● **Information supplied**
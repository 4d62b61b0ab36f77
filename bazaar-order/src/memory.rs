use std::collections::{BTreeMap, HashMap};

use async_trait::async_trait;
use chrono::{DateTime, FixedOffset, NaiveDate, Utc};
use rust_decimal::Decimal;
use tokio::sync::RwLock;
use uuid::Uuid;

use crate::models::{DailySales, Order, OrderOwner, OrderWithOwner, PaymentResult};
use crate::repository::{OrderRepository, RepoResult};

/// Order store held in process memory, for tests and database-less runs.
/// Owners play the part of the user directory and are registered explicitly.
#[derive(Default)]
pub struct InMemoryOrderRepository {
    orders: RwLock<HashMap<Uuid, Order>>,
    owners: RwLock<HashMap<Uuid, OrderOwner>>,
}

impl InMemoryOrderRepository {
    pub fn new() -> Self {
        Self::default()
    }

    pub async fn register_owner(&self, owner: OrderOwner) {
        self.owners.write().await.insert(owner.id, owner);
    }

    async fn populate(&self, order: Order) -> OrderWithOwner {
        let owner = self.owners.read().await.get(&order.user).cloned();
        OrderWithOwner { order, owner }
    }

    async fn all_sorted(&self) -> Vec<Order> {
        let mut orders: Vec<Order> = self.orders.read().await.values().cloned().collect();
        orders.sort_by_key(|o| o.created_at);
        orders
    }
}

#[async_trait]
impl OrderRepository for InMemoryOrderRepository {
    async fn insert(&self, order: &Order) -> RepoResult<()> {
        let mut orders = self.orders.write().await;
        if orders.contains_key(&order.id) {
            return Err(format!("duplicate order id {}", order.id).into());
        }
        orders.insert(order.id, order.clone());
        Ok(())
    }

    async fn find_by_id(&self, id: Uuid) -> RepoResult<Option<Order>> {
        Ok(self.orders.read().await.get(&id).cloned())
    }

    async fn find_with_owner(&self, id: Uuid) -> RepoResult<Option<OrderWithOwner>> {
        let order = self.orders.read().await.get(&id).cloned();
        match order {
            Some(order) => Ok(Some(self.populate(order).await)),
            None => Ok(None),
        }
    }

    async fn list_with_owner(&self) -> RepoResult<Vec<OrderWithOwner>> {
        let mut populated = Vec::new();
        for order in self.all_sorted().await {
            populated.push(self.populate(order).await);
        }
        Ok(populated)
    }

    async fn list_by_owner(&self, owner: Uuid) -> RepoResult<Vec<Order>> {
        Ok(self
            .all_sorted()
            .await
            .into_iter()
            .filter(|o| o.user == owner)
            .collect())
    }

    async fn mark_paid(
        &self,
        id: Uuid,
        result: &PaymentResult,
        at: DateTime<Utc>,
    ) -> RepoResult<Option<Order>> {
        let mut orders = self.orders.write().await;
        Ok(orders.get_mut(&id).map(|stored| {
            stored.mark_paid(result.clone(), at);
            stored.clone()
        }))
    }

    async fn mark_delivered(&self, id: Uuid, at: DateTime<Utc>) -> RepoResult<Option<Order>> {
        let mut orders = self.orders.write().await;
        Ok(orders.get_mut(&id).map(|stored| {
            stored.mark_delivered(at);
            stored.clone()
        }))
    }

    async fn delete(&self, id: Uuid) -> RepoResult<bool> {
        Ok(self.orders.write().await.remove(&id).is_some())
    }

    async fn delete_all(&self) -> RepoResult<u64> {
        let mut orders = self.orders.write().await;
        let removed = orders.len() as u64;
        orders.clear();
        Ok(removed)
    }

    async fn count(&self) -> RepoResult<u64> {
        Ok(self.orders.read().await.len() as u64)
    }

    async fn sum_total_price(&self) -> RepoResult<Decimal> {
        Ok(self.orders.read().await.values().map(|o| o.total_price).sum())
    }

    async fn sales_by_day(&self, offset: FixedOffset) -> RepoResult<Vec<DailySales>> {
        let orders = self.orders.read().await;
        let mut days: BTreeMap<NaiveDate, Decimal> = BTreeMap::new();

        for order in orders.values().filter(|o| o.is_paid) {
            if let Some(paid_at) = order.paid_at {
                let day = paid_at.with_timezone(&offset).date_naive();
                *days.entry(day).or_insert(Decimal::ZERO) += order.total_price;
            }
        }

        Ok(days
            .into_iter()
            .map(|(day, total_sales)| DailySales { day, total_sales })
            .collect())
    }
}
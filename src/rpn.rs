use crate::error::{Error, Result};
use crate::settings::Settings;
use crate::token::{Op, Token};
use libm::pow;

/// Evaluate `postfix` tokens, as produced by
/// [`to_postfix`](crate::to_postfix), with an operand stack.
///
/// The tokens are consumed. Evaluation fails unless exactly one value is
/// left on the stack at the end.
pub fn evaluate_postfix(postfix: Vec<Token>, settings: &Settings) -> Result<f64> {
    let mut stack: Vec<f64> = Vec::with_capacity(postfix.len());

    for token in postfix {
        match token {
            Token::Number(literal) => {
                let value = literal
                    .parse()
                    .map_err(|_| Error::Eval(format!("invalid number {}", literal)))?;
                stack.push(value);
            }
            Token::Op(Op::Neg) => {
                let value = pop(&mut stack)?;
                stack.push(-value);
            }
            Token::Op(op) => {
                if stack.len() < 2 {
                    return Err(not_enough_operands());
                }
                let num2 = pop(&mut stack)?;
                let num1 = pop(&mut stack)?;
                stack.push(apply_binary(op, num1, num2)?);
            }
            Token::Function(func) => {
                let value = pop(&mut stack)?;
                stack.push(func.apply(value, settings)?);
            }
            Token::LParen | Token::RParen => {
                return Err(Error::Eval(
                    "unexpected parenthesis in postfix expression".into(),
                ));
            }
        }
    }

    match stack.len() {
        1 => pop(&mut stack),
        0 => Err(Error::Eval("invalid expression: too few operands".into())),
        _ => Err(Error::Eval("invalid expression: too many operands".into())),
    }
}

fn apply_binary(op: Op, num1: f64, num2: f64) -> Result<f64> {
    let value = match op {
        Op::Plus => num1 + num2,
        Op::Minus => num1 - num2,
        Op::Mul => num1 * num2,
        Op::Div => {
            if num2 == 0.0 {
                return Err(Error::Arithmetic("division by zero".into()));
            }
            num1 / num2
        }
        Op::Exp => pow(num1, num2),
        Op::Neg => {
            return Err(Error::Eval("unary minus used as a binary operator".into()));
        }
    };
    Ok(value)
}

fn pop(stack: &mut Vec<f64>) -> Result<f64> {
    stack.pop().ok_or_else(not_enough_operands)
}

fn not_enough_operands() -> Error {
    Error::Eval("invalid expression: not enough operands".into())
}
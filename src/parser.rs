use crate::error::{Error, Result};
use crate::token::Token;

/// Reorder infix `tokens` into postfix (reverse polish) order with the
/// Shunting-Yard algorithm.
///
/// Unary operators and functions are prefix: they are pushed on the
/// operator stack without popping anything, and leave it once an operator
/// with lower precedence (or a closing parenthesis) shows up.
pub fn to_postfix(tokens: Vec<Token>) -> Result<Vec<Token>> {
    let mut output = Vec::with_capacity(tokens.len());
    let mut operators = Vec::new();

    'tokens: for token in tokens {
        match token {
            Token::Number(_) => output.push(token),
            Token::Function(_) | Token::LParen => operators.push(token),
            Token::Op(o1) if o1.is_unary() => operators.push(token),
            Token::Op(o1) => {
                'operators: while let Some(top) = operators.last() {
                    let pop_me = match top.precedence() {
                        Some(p2) => {
                            p2 > o1.precedence()
                                || (p2 == o1.precedence() && o1.is_left_associative())
                        }
                        None => false,
                    };
                    if !pop_me {
                        break 'operators;
                    }
                    output.extend(operators.pop());
                }
                operators.push(token);
            }
            Token::RParen => {
                while let Some(top) = operators.pop() {
                    if top == Token::LParen {
                        continue 'tokens;
                    }
                    output.push(top);
                }
                return Err(Error::Syntax("mismatched parenthesis, missing '('".into()));
            }
        }
    }

    while let Some(token) = operators.pop() {
        if token == Token::LParen {
            return Err(Error::Syntax("mismatched parenthesis, missing ')'".into()));
        }
        output.push(token);
    }
    Ok(output)
}
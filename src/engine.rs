use crate::error::Result;
use crate::history::{HistoryRecord, HistorySink};
use crate::lexer::tokenize;
use crate::numeric::snap_to_zero;
use crate::parser::to_postfix;
use crate::rpn::evaluate_postfix;
use crate::settings::{Settings, SettingsUpdate};
use crate::token::Token;
use crate::tvm;
use log::debug;
use std::fmt;

/// Evaluate a single expression from `input` with the default settings.
///
/// Returns `Ok(result)` if the evaluation is successful, or `Err(cause)` if
/// any step of the evaluation failed.
///
/// # Example
///
/// ```
/// # use tvmcalc::eval;
/// assert_eq!(eval("45 - 2^3"), Ok(37.0));
/// assert!(eval("45 / (2 - 2)").is_err());
/// ```
pub fn eval(input: &str) -> Result<f64> {
    Engine::default().evaluate(input)
}

/// The calculator: settings, plus an optional history sink.
///
/// # Examples
/// ```
/// # use tvmcalc::{AngleMode, Engine, SettingsUpdate};
/// let mut engine = Engine::default();
/// assert_eq!(engine.evaluate("3 + 5 * 2"), Ok(13.0));
///
/// engine
///     .configure(&SettingsUpdate::new().with_angle_mode(AngleMode::Degrees))
///     .unwrap();
/// assert_eq!(engine.evaluate("sin(90) - cos(0)"), Ok(0.0));
/// ```
#[derive(Default)]
pub struct Engine {
    settings: Settings,
    history: Option<Box<dyn HistorySink + Send + Sync>>,
}

impl fmt::Debug for Engine {
    fn fmt(&self, fmt: &mut fmt::Formatter) -> fmt::Result {
        fmt.debug_struct("Engine")
            .field("settings", &self.settings)
            .field("history", &self.history.is_some())
            .finish()
    }
}

impl Engine {
    /// Create an engine with the given `settings` and no history sink
    #[must_use]
    pub fn new(settings: Settings) -> Self {
        Self {
            settings,
            history: None,
        }
    }

    /// Send successful evaluations to `sink` while history is enabled
    #[must_use]
    pub fn with_history<S>(mut self, sink: S) -> Self
    where
        S: HistorySink + Send + Sync + 'static,
    {
        self.history = Some(Box::new(sink));
        self
    }

    /// Current settings
    #[must_use]
    pub fn settings(&self) -> &Settings {
        &self.settings
    }

    /// Update the settings. See [`Settings::apply`].
    pub fn configure(&mut self, update: &SettingsUpdate) -> Result<()> {
        self.settings.apply(update)
    }

    /// Split `expression` into infix tokens
    pub fn tokenize(&self, expression: &str) -> Result<Vec<Token>> {
        tokenize(expression)
    }

    /// Reorder infix `tokens` into postfix order
    pub fn to_postfix(&self, tokens: Vec<Token>) -> Result<Vec<Token>> {
        to_postfix(tokens)
    }

    /// Evaluate postfix tokens, without snapping the result
    pub fn evaluate_postfix(&self, postfix: Vec<Token>) -> Result<f64> {
        evaluate_postfix(postfix, &self.settings)
    }

    /// Evaluate `expression`, snapping results within the error threshold
    /// of zero to zero.
    ///
    /// When history is enabled and a sink is set, the evaluation is recorded
    /// before returning. A failing sink fails the whole call.
    pub fn evaluate(&self, expression: &str) -> Result<f64> {
        let tokens = self.tokenize(expression)?;
        debug!("{:?}: {} tokens", expression, tokens.len());
        let token_text = self.recording().map(|_| texts(&tokens));

        let postfix = self.to_postfix(tokens)?;
        debug!("{:?}: postfix {}", expression, texts(&postfix).join(" "));
        let postfix_text = self.recording().map(|_| texts(&postfix));

        let result = snap_to_zero(
            self.evaluate_postfix(postfix)?,
            self.settings.error_threshold(),
        );
        debug!("{:?} = {}", expression, result);

        if let (Some(sink), Some(tokens), Some(postfix)) =
            (self.recording(), token_text, postfix_text)
        {
            sink.append(&HistoryRecord {
                expression: expression.to_owned(),
                tokens,
                postfix,
                result,
            })?;
        }
        Ok(result)
    }

    /// See [`tvm::future_value`]
    pub fn future_value(&self, pv: f64, pmt: f64, rate: f64, periods: f64) -> Result<f64> {
        tvm::future_value(pv, pmt, rate, periods, &self.settings)
    }

    /// See [`tvm::present_value`]
    pub fn present_value(&self, fv: f64, pmt: f64, rate: f64, periods: f64) -> Result<f64> {
        tvm::present_value(fv, pmt, rate, periods, &self.settings)
    }

    /// See [`tvm::payment`]
    pub fn payment(&self, pv: f64, fv: f64, rate: f64, periods: f64) -> Result<f64> {
        tvm::payment(pv, fv, rate, periods, &self.settings)
    }

    /// See [`tvm::interest_rate`]
    pub fn interest_rate(&self, pv: f64, fv: f64, pmt: f64, periods: f64) -> Result<f64> {
        tvm::interest_rate(pv, fv, pmt, periods, &self.settings)
    }

    /// See [`tvm::number_of_periods`]
    pub fn number_of_periods(&self, pv: f64, fv: f64, pmt: f64, rate: f64) -> Result<f64> {
        tvm::number_of_periods(pv, fv, pmt, rate, &self.settings)
    }

    fn recording(&self) -> Option<&(dyn HistorySink + Send + Sync)> {
        if self.settings.history_enabled() {
            self.history.as_deref()
        } else {
            None
        }
    }
}

fn texts(tokens: &[Token]) -> Vec<String> {
    tokens.iter().map(|token| token.text().to_owned()).collect()
}
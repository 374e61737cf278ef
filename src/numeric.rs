use crate::settings::AngleMode;
use std::f64::consts::PI;

const TWO_PI: f64 = 2.0 * PI;

/// Compute `n!` as a float. Overflows to infinity past `170!`.
#[must_use]
pub fn factorial(n: u32) -> f64 {
    (2..=n).fold(1.0, |product, k| product * f64::from(k))
}

/// Bring `angle` (in radians) into `[-π, π]` by adding or subtracting whole
/// turns. Non-finite angles are returned unchanged.
#[must_use]
pub fn reduce_angle(angle: f64) -> f64 {
    if !angle.is_finite() {
        return angle;
    }
    // Drop the whole turns first so huge angles do not loop for ever
    let mut reduced = if angle.abs() > TWO_PI {
        angle % TWO_PI
    } else {
        angle
    };
    while reduced > PI || reduced < -PI {
        if reduced > PI {
            reduced -= TWO_PI;
        } else {
            reduced += TWO_PI;
        }
    }
    return reduced;
}

/// Convert `angle`, expressed in `mode` units, to radians
#[must_use]
pub fn to_radians(angle: f64, mode: AngleMode) -> f64 {
    match mode {
        AngleMode::Radians => angle,
        AngleMode::Degrees => angle * PI / 180.0,
    }
}

/// Replace `value` by exactly `0.0` when its magnitude is below `threshold`
#[must_use]
pub fn snap_to_zero(value: f64, threshold: f64) -> f64 {
    if value.abs() < threshold {
        0.0
    } else {
        value
    }
}

#[cfg(test)]
mod tests {
    use super::*;
    use test_case::test_case;

    #[test_case(0 => 1.0 ; "zero")]
    #[test_case(1 => 1.0 ; "one")]
    #[test_case(5 => 120.0 ; "five")]
    #[test_case(10 => 3_628_800.0 ; "ten")]
    fn factorials(n: u32) -> f64 {
        factorial(n)
    }

    #[test]
    fn factorial_overflow() {
        assert!(factorial(170).is_finite());
        assert_eq!(factorial(171), f64::INFINITY);
    }

    #[test]
    fn reduce() {
        assert_eq!(reduce_angle(0.0), 0.0);
        assert_eq!(reduce_angle(PI), PI);
        assert_eq!(reduce_angle(-PI), -PI);
        assert!((reduce_angle(3.0 * PI).abs() - PI).abs() < 1e-12);
        assert!((reduce_angle(-5.0 * PI / 2.0) + PI / 2.0).abs() < 1e-12);
        assert!((reduce_angle(7.0) - (7.0 - TWO_PI)).abs() < 1e-12);

        let reduced = reduce_angle(1e12);
        assert!(reduced >= -PI && reduced <= PI);
        assert!(reduce_angle(f64::NAN).is_nan());
    }

    #[test]
    fn radians() {
        assert_eq!(to_radians(1.5, AngleMode::Radians), 1.5);
        assert!((to_radians(180.0, AngleMode::Degrees) - PI).abs() < 1e-15);
        assert!((to_radians(-90.0, AngleMode::Degrees) + PI / 2.0).abs() < 1e-15);
    }

    #[test]
    fn snap() {
        assert_eq!(snap_to_zero(1e-12, 1e-10), 0.0);
        assert_eq!(snap_to_zero(-1e-12, 1e-10), 0.0);
        assert_eq!(snap_to_zero(1e-10, 1e-10), 1e-10);
        assert_eq!(snap_to_zero(2.5, 1e-10), 2.5);
    }
}
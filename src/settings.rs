use crate::error::{Error, Result};
use log::{info, warn};
use serde::{Deserialize, Serialize};
use std::convert::TryFrom;

/// Unit in which trigonometric function arguments are read
#[derive(Debug, Clone, Copy, PartialEq, Eq, Hash, Serialize, Deserialize)]
#[serde(rename_all = "lowercase")]
pub enum AngleMode {
    /// Angles are in radians
    Radians,
    /// Angles are in degrees, converted to radians before evaluation
    Degrees,
}

impl AngleMode {
    /// Get the other angle mode
    #[must_use]
    pub fn toggled(self) -> Self {
        match self {
            Self::Radians => Self::Degrees,
            Self::Degrees => Self::Radians,
        }
    }
}

/// Engine configuration.
///
/// A `Settings` value is read, never written, while an expression or a
/// financial formula is being evaluated. The only way to change it is
/// [`Settings::apply`], which validates every new value before touching
/// anything.
///
/// # Examples
///
/// ```
/// # use tvmcalc::{AngleMode, Settings, SettingsUpdate};
/// let mut settings = Settings::default();
/// assert_eq!(settings.taylor_terms(), 10);
///
/// let update = SettingsUpdate::new().with_angle_mode(AngleMode::Degrees);
/// assert!(settings.apply(&update).is_ok());
/// assert_eq!(settings.angle_mode(), AngleMode::Degrees);
///
/// // A rejected update leaves everything unchanged
/// let update = SettingsUpdate::new().with_taylor_terms(0);
/// assert!(settings.apply(&update).is_err());
/// assert_eq!(settings.taylor_terms(), 10);
/// ```
#[derive(Debug, Clone, Copy, PartialEq, Serialize, Deserialize)]
#[serde(try_from = "SettingsUpdate", into = "SettingsUpdate")]
pub struct Settings {
    angle_mode: AngleMode,
    history_enabled: bool,
    taylor_terms: u32,
    error_threshold: f64,
    initial_guess_interest: f64,
    initial_guess_periods: f64,
}

impl Default for Settings {
    fn default() -> Self {
        Self {
            angle_mode: AngleMode::Radians,
            history_enabled: false,
            taylor_terms: 10,
            error_threshold: 1e-10,
            initial_guess_interest: 0.05,
            initial_guess_periods: 10.0,
        }
    }
}

impl Settings {
    /// Unit used for trigonometric arguments
    #[must_use]
    pub fn angle_mode(&self) -> AngleMode {
        self.angle_mode
    }

    /// Whether successful evaluations are sent to the history sink
    #[must_use]
    pub fn history_enabled(&self) -> bool {
        self.history_enabled
    }

    /// Number of Taylor series terms summed for `sin` and `cos`
    #[must_use]
    pub fn taylor_terms(&self) -> u32 {
        self.taylor_terms
    }

    /// Magnitude below which results snap to zero. This is also the
    /// convergence tolerance of the Newton-Raphson solvers.
    #[must_use]
    pub fn error_threshold(&self) -> f64 {
        self.error_threshold
    }

    /// Starting point of the interest rate solver
    #[must_use]
    pub fn initial_guess_interest(&self) -> f64 {
        self.initial_guess_interest
    }

    /// Starting point of the number of periods solver
    #[must_use]
    pub fn initial_guess_periods(&self) -> f64 {
        self.initial_guess_periods
    }

    /// Apply every field set in `update`.
    ///
    /// All the provided values are checked before any of them is applied: if
    /// one is outside of its domain, `self` is left untouched and the
    /// returned [`Error::Config`] names the offending setting.
    pub fn apply(&mut self, update: &SettingsUpdate) -> Result<()> {
        let next = self.updated(update).map_err(|error| {
            warn!("rejected settings update: {}", error);
            error
        })?;
        if next != *self {
            info!("settings changed: {:?}", next);
        }
        *self = next;
        Ok(())
    }

    /// Flip between radians and degrees
    pub fn toggle_angle_mode(&mut self) {
        self.angle_mode = self.angle_mode.toggled();
        info!("angle mode set to {:?}", self.angle_mode);
    }

    /// Flip history recording on or off
    pub fn toggle_history(&mut self) {
        self.history_enabled = !self.history_enabled;
        info!("history recording set to {}", self.history_enabled);
    }

    fn updated(&self, update: &SettingsUpdate) -> Result<Self> {
        let mut next = *self;
        if let Some(mode) = update.angle_mode {
            next.angle_mode = mode;
        }
        if let Some(enabled) = update.history_enabled {
            next.history_enabled = enabled;
        }
        if let Some(terms) = update.taylor_terms {
            next.taylor_terms = u32::try_from(terms)
                .ok()
                .filter(|&terms| terms >= 1)
                .ok_or_else(|| {
                    Error::Config(format!("taylor_terms must be at least 1, got {}", terms))
                })?;
        }
        if let Some(threshold) = update.error_threshold {
            next.error_threshold = positive("error_threshold", threshold)?;
        }
        if let Some(guess) = update.initial_guess_interest {
            next.initial_guess_interest = positive("initial_guess_interest", guess)?;
        }
        if let Some(guess) = update.initial_guess_periods {
            next.initial_guess_periods = positive("initial_guess_periods", guess)?;
        }
        Ok(next)
    }
}

fn positive(name: &str, value: f64) -> Result<f64> {
    if value.is_finite() && value > 0.0 {
        Ok(value)
    } else {
        Err(Error::Config(format!(
            "{} must be a finite number greater than 0, got {}",
            name, value
        )))
    }
}

/// A partial settings change. Unset fields keep their current value.
#[derive(Debug, Clone, Copy, Default, PartialEq, Serialize, Deserialize)]
#[serde(default)]
pub struct SettingsUpdate {
    /// New angle unit
    #[serde(skip_serializing_if = "Option::is_none")]
    pub angle_mode: Option<AngleMode>,
    /// New Taylor series term count, must be at least 1
    #[serde(skip_serializing_if = "Option::is_none")]
    pub taylor_terms: Option<i64>,
    /// New error threshold, must be greater than 0
    #[serde(skip_serializing_if = "Option::is_none")]
    pub error_threshold: Option<f64>,
    /// New interest rate initial guess, must be greater than 0
    #[serde(skip_serializing_if = "Option::is_none")]
    pub initial_guess_interest: Option<f64>,
    /// New number of periods initial guess, must be greater than 0
    #[serde(skip_serializing_if = "Option::is_none")]
    pub initial_guess_periods: Option<f64>,
    /// Turn history recording on or off
    #[serde(skip_serializing_if = "Option::is_none")]
    pub history_enabled: Option<bool>,
}

impl SettingsUpdate {
    /// Create an empty update
    #[must_use]
    pub fn new() -> Self {
        Self::default()
    }

    /// Set the angle unit of the trigonometric functions
    #[must_use]
    pub fn with_angle_mode(mut self, mode: AngleMode) -> Self {
        self.angle_mode = Some(mode);
        self
    }

    /// Set the number of Taylor series terms
    #[must_use]
    pub fn with_taylor_terms(mut self, terms: i64) -> Self {
        self.taylor_terms = Some(terms);
        self
    }

    /// Set the threshold below which results snap to zero
    #[must_use]
    pub fn with_error_threshold(mut self, threshold: f64) -> Self {
        self.error_threshold = Some(threshold);
        self
    }

    /// Set the starting guess of the interest rate solver
    #[must_use]
    pub fn with_initial_guess_interest(mut self, guess: f64) -> Self {
        self.initial_guess_interest = Some(guess);
        self
    }

    /// Set the starting guess of the number of periods solver
    #[must_use]
    pub fn with_initial_guess_periods(mut self, guess: f64) -> Self {
        self.initial_guess_periods = Some(guess);
        self
    }

    /// Turn history recording on or off
    #[must_use]
    pub fn with_history_enabled(mut self, enabled: bool) -> Self {
        self.history_enabled = Some(enabled);
        self
    }
}

impl TryFrom<SettingsUpdate> for Settings {
    type Error = Error;

    /// Build settings from the defaults, overridden by `update`
    fn try_from(update: SettingsUpdate) -> Result<Self> {
        Self::default().updated(&update)
    }
}

impl From<Settings> for SettingsUpdate {
    fn from(settings: Settings) -> Self {
        Self {
            angle_mode: Some(settings.angle_mode),
            taylor_terms: Some(i64::from(settings.taylor_terms)),
            error_threshold: Some(settings.error_threshold),
            initial_guess_interest: Some(settings.initial_guess_interest),
            initial_guess_periods: Some(settings.initial_guess_periods),
            history_enabled: Some(settings.history_enabled),
        }
    }
}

● **Task to complete**
Every line from the line containing "let reduced = reduce_angle(1e12);" through the line containing "assert_eq!(snap_to_zero(1e-10, 1e-10), 1e-10);" in the records above must be retyped exactly. Leave out the rest.

● **Written solution**
        let reduced = reduce_angle(1e12);
        assert!(reduced >= -PI && reduced <= PI);
        assert!(reduce_angle(f64::NAN).is_nan());
    }

    #[test]
    fn radians() {
        assert_eq!(to_radians(1.5, AngleMode::Radians), 1.5);
        assert!((to_radians(180.0, AngleMode::Degrees) - PI).abs() < 1e-15);
        assert!((to_radians(-90.0, AngleMode::Degrees) + PI / 2.0).abs() < 1e-15);
    }

    #[test]
    fn snap() {
        assert_eq!(snap_to_zero(1e-12, 1e-10), 0.0);
        assert_eq!(snap_to_zero(-1e-12, 1e-10), 0.0);
        assert_eq!(snap_to_zero(1e-10, 1e-10), 1e-10);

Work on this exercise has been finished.